What to produce.
All the data should be printed again exactly as written.

Information shown.
»»

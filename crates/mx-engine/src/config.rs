//! Mixer configuration.

use serde::{Deserialize, Serialize};

/// Output format and queue sizing for a [`Mixer`](crate::Mixer).
#[derive(Clone, Debug, PartialEq, Eq, Serialize, Deserialize)]
#[serde(default)]
pub struct MixerConfig {
    /// Output sample rate in Hz.
    pub sample_rate: u32,
    /// Output channel count (1, 2, 4 or 6).
    pub channels: u16,
    /// Frames rendered per tick by the controller.
    pub buffer_frames: u32,
    /// Capacity of the mixer event queue.
    pub event_capacity: usize,
}

impl Default for MixerConfig {
    fn default() -> Self {
        Self {
            sample_rate: 44100,
            channels: 2,
            buffer_frames: 512,
            event_capacity: 256,
        }
    }
}

impl MixerConfig {
    /// Wall-clock length of one buffer in seconds.
    pub fn buffer_seconds(&self) -> f64 {
        if self.sample_rate == 0 {
            0.0
        } else {
            self.buffer_frames as f64 / self.sample_rate as f64
        }
    }
}

#[cfg(test)]
mod tests {
    use super::*;

    #[test]
    fn default_is_stereo_cd_rate() {
        let config = MixerConfig::default();
        assert_eq!(config.sample_rate, 44100);
        assert_eq!(config.channels, 2);
        assert!((config.buffer_seconds() - 512.0 / 44100.0).abs() < 1e-12);
    }
}
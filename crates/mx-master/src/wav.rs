//! WAV encoding for 16-bit PCM.

use std::io::Write;

/// Encode planar f32 `samples` (`channels` planes of equal length) as a
/// 16-bit PCM WAV file. Samples are clamped to `[-1, 1]`.
pub fn write_wav(
    w: &mut impl Write,
    samples: &[f32],
    channels: u16,
    sample_rate: u32,
) -> std::io::Result<()> {
    let bits_per_sample: u16 = 16;
    let block_align = channels * (bits_per_sample / 8);
    let frames = if channels == 0 { 0 } else { samples.len() / channels as usize };
    let data_size = frames as u32 * block_align as u32;

    write_riff_header(w, data_size)?;
    write_fmt_chunk(w, channels, sample_rate, block_align, bits_per_sample)?;
    write_data_chunk(w, samples, channels as usize, frames, data_size)
}

pub fn samples_to_wav(samples: &[f32], channels: u16, sample_rate: u32) -> Vec<u8> {
    let mut buf = Vec::new();
    write_wav(&mut buf, samples, channels, sample_rate).expect("Vec<u8> write cannot fail");
    buf
}

fn write_riff_header(w: &mut impl Write, data_size: u32) -> std::io::Result<()> {
    w.write_all(b"RIFF")?;
    w.write_all(&(36 + data_size).to_le_bytes())?;
    w.write_all(b"WAVE")
}

fn write_fmt_chunk(
    w: &mut impl Write,
    num_channels: u16,
    sample_rate: u32,
    block_align: u16,
    bits_per_sample: u16,
) -> std::io::Result<()> {
    w.write_all(b"fmt ")?;
    w.write_all(&16u32.to_le_bytes())?;
    w.write_all(&1u16.to_le_bytes())?;
    w.write_all(&num_channels.to_le_bytes())?;
    w.write_all(&sample_rate.to_le_bytes())?;
    w.write_all(&(sample_rate * block_align as u32).to_le_bytes())?;
    w.write_all(&block_align.to_le_bytes())?;
    w.write_all(&bits_per_sample.to_le_bytes())
}

fn write_data_chunk(
    w: &mut impl Write,
    samples: &[f32],
    channels: usize,
    frames: usize,
    data_size: u32,
) -> std::io::Result<()> {
    w.write_all(b"data")?;
    w.write_all(&data_size.to_le_bytes())?;
    // planar in, interleaved out
    for f in 0..frames {
        for ch in 0..channels {
            w.write_all(&to_i16(samples[ch * frames + f]).to_le_bytes())?;
        }
    }
    Ok(())
}

fn to_i16(sample: f32) -> i16 {
    (sample.clamp(-1.0, 1.0) * i16::MAX as f32) as i16
}
//! Mixer error type.

use mx_core::{ChannelError, Handle};
use thiserror::Error;

/// What kind of object a handle slot holds.
#[derive(Clone, Copy, Debug, PartialEq, Eq)]
pub enum ObjectKind {
    Bus,
    Data,
    Stream,
    Processor,
}

impl core::fmt::Display for ObjectKind {
    fn fmt(&self, f: &mut core::fmt::Formatter<'_>) -> core::fmt::Result {
        f.write_str(match self {
            ObjectKind::Bus => "bus",
            ObjectKind::Data => "data",
            ObjectKind::Stream => "stream",
            ObjectKind::Processor => "processor",
        })
    }
}

/// Configuration errors raised while executing commands or rendering.
///
/// Every variant indicates a programming error on the producer side: the
/// command stream referenced something that does not exist or is malformed.
#[derive(Clone, Debug, PartialEq, Eq, Error)]
pub enum MixerError {
    #[error("no object with handle {0}")]
    MissingObject(Handle),
    #[error("object {handle} is a {actual}, expected a {expected}")]
    WrongKind {
        handle: Handle,
        expected: ObjectKind,
        actual: ObjectKind,
    },
    #[error("object {0} is already being rendered (cycle in the bus graph?)")]
    Busy(Handle),
    #[error("slot for handle {0} is already occupied")]
    Occupied(Handle),
    #[error("handle {0} released twice")]
    DoubleRelease(Handle),
    #[error("processor {processor} has no parameter {param}")]
    UnknownParam { processor: Handle, param: u16 },
    #[error("unsupported channel count {0}")]
    UnsupportedChannels(u16),
    #[error("invalid sample rate {0}")]
    InvalidSampleRate(u32),
    #[error(transparent)]
    Channel(#[from] ChannelError),
}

««

Exercise solution.
filename crates/mx-engine/src/config.rs
//! Mixer configuration.

use serde::{Deserialize, Serialize};

/// Output format and queue sizing for a [`Mixer`](crate::Mixer).
#[derive(Clone, Debug, PartialEq, Eq, Serialize, Deserialize)]
#[serde(default)]
pub struct MixerConfig {
    /// Output sample rate in Hz.
    pub sample_rate: u32,
    /// Output channel count (1, 2, 4 or 6).
    pub channels: u16,
    /// Frames rendered per tick by the controller.
    pub buffer_frames: u32,
    /// Capacity of the mixer event queue.
    pub event_capacity: usize,
}

impl Default for MixerConfig {
    fn default() -> Self {
        Self {
            sample_rate: 44100,
            channels: 2,
            buffer_frames: 512,
            event_capacity: 256,
        }
    }
}

impl MixerConfig {
    /// Wall-clock length of one buffer in seconds.
    pub fn buffer_seconds(&self) -> f64 {
        if self.sample_rate == 0 {
            0.0
        } else {
            self.buffer_frames as f64 / self.sample_rate as f64
        }
    }
}

#[cfg(test)]
mod tests {
    use super::*;

    #[test]
    fn default_is_stereo_cd_rate() {
        let config = MixerConfig::default();
        assert_eq!(config.sample_rate, 44100);
        assert_eq!(config.channels, 2);
        assert!((config.buffer_seconds() - 512.0 / 44100.0).abs() < 1e-12);
    }
}
filename crates/mx-master/src/wav.rs
//! WAV encoding for 16-bit PCM.

use std::io::Write;

/// Encode planar f32 `samples` (`channels` planes of equal length) as a
/// 16-bit PCM WAV file. Samples are clamped to `[-1, 1]`.
pub fn write_wav(
    w: &mut impl Write,
    samples: &[f32],
    channels: u16,
    sample_rate: u32,
) -> std::io::Result<()> {
    let bits_per_sample: u16 = 16;
    let block_align = channels * (bits_per_sample / 8);
    let frames = if channels == 0 { 0 } else { samples.len() / channels as usize };
    let data_size = frames as u32 * block_align as u32;

    write_riff_header(w, data_size)?;
    write_fmt_chunk(w, channels, sample_rate, block_align, bits_per_sample)?;
    write_data_chunk(w, samples, channels as usize, frames, data_size)
}

pub fn samples_to_wav(samples: &[f32], channels: u16, sample_rate: u32) -> Vec<u8> {
    let mut buf = Vec::new();
    write_wav(&mut buf, samples, channels, sample_rate).expect("Vec<u8> write cannot fail");
    buf
}

fn write_riff_header(w: &mut impl Write, data_size: u32) -> std::io::Result<()> {
    w.write_all(b"RIFF")?;
    w.write_all(&(36 + data_size).to_le_bytes())?;
    w.write_all(b"WAVE")
}

fn write_fmt_chunk(
    w: &mut impl Write,
    num_channels: u16,
    sample_rate: u32,
    block_align: u16,
    bits_per_sample: u16,
) -> std::io::Result<()> {
    w.write_all(b"fmt ")?;
    w.write_all(&16u32.to_le_bytes())?;
    w.write_all(&1u16.to_le_bytes())?;
    w.write_all(&num_channels.to_le_bytes())?;
    w.write_all(&sample_rate.to_le_bytes())?;
    w.write_all(&(sample_rate * block_align as u32).to_le_bytes())?;
    w.write_all(&block_align.to_le_bytes())?;
    w.write_all(&bits_per_sample.to_le_bytes())
}

fn write_data_chunk(
    w: &mut impl Write,
    samples: &[f32],
    channels: usize,
    frames: usize,
    data_size: u32,
) -> std::io::Result<()> {
    w.write_all(b"data")?;
    w.write_all(&data_size.to_le_bytes())?;
    // planar in, interleaved out
    for f in 0..frames {
        for ch in 0..channels {
            w.write_all(&to_i16(samples[ch * frames + f]).to_le_bytes())?;
        }
    }
    Ok(())
}

fn to_i16(sample: f32) -> i16 {
    (sample.clamp(-1.0, 1.0) * i16::MAX as f32) as i16
}
//! Mixer error type.

use mx_core::{ChannelError, Handle};
use thiserror::Error;

/// What kind of object a handle slot holds.
#[derive(Clone, Copy, Debug, PartialEq, Eq)]
pub enum ObjectKind {
    Bus,
    Data,
    Stream,
    Processor,
}

impl core::fmt::Display for ObjectKind {
    fn fmt(&self, f: &mut core::fmt::Formatter<'_>) -> core::fmt::Result {
        f.write_str(match self {
            ObjectKind::Bus => "bus",
            ObjectKind::Data => "data",
            ObjectKind::Stream => "stream",
            ObjectKind::Processor => "processor",
        })
    }
}

/// Configuration errors raised while executing commands or rendering.
///
/// Every variant indicates a programming error on the producer side: the
/// command stream referenced something that does not exist or is malformed.
#[derive(Clone, Debug, PartialEq, Eq, Error)]
pub enum MixerError {
    #[error("no object with handle {0}")]
    MissingObject(Handle),
    #[error("object {handle} is a {actual}, expected a {expected}")]
    WrongKind {
        handle: Handle,
        expected: ObjectKind,
        actual: ObjectKind,
    },
    #[error("object {0} is already being rendered (cycle in the bus graph?)")]
    Busy(Handle),
    #[error("slot for handle {0} is already occupied")]
    Occupied(Handle),
    #[error("handle {0} released twice")]
    DoubleRelease(Handle),
    #[error("processor {processor} has no parameter {param}")]
    UnknownParam { processor: Handle, param: u16 },
    #[error("unsupported channel count {0}")]
    UnsupportedChannels(u16),
    #[error("invalid sample rate {0}")]
    InvalidSampleRate(u32),
    #[error(transparent)]
    Channel(#[from] ChannelError),
}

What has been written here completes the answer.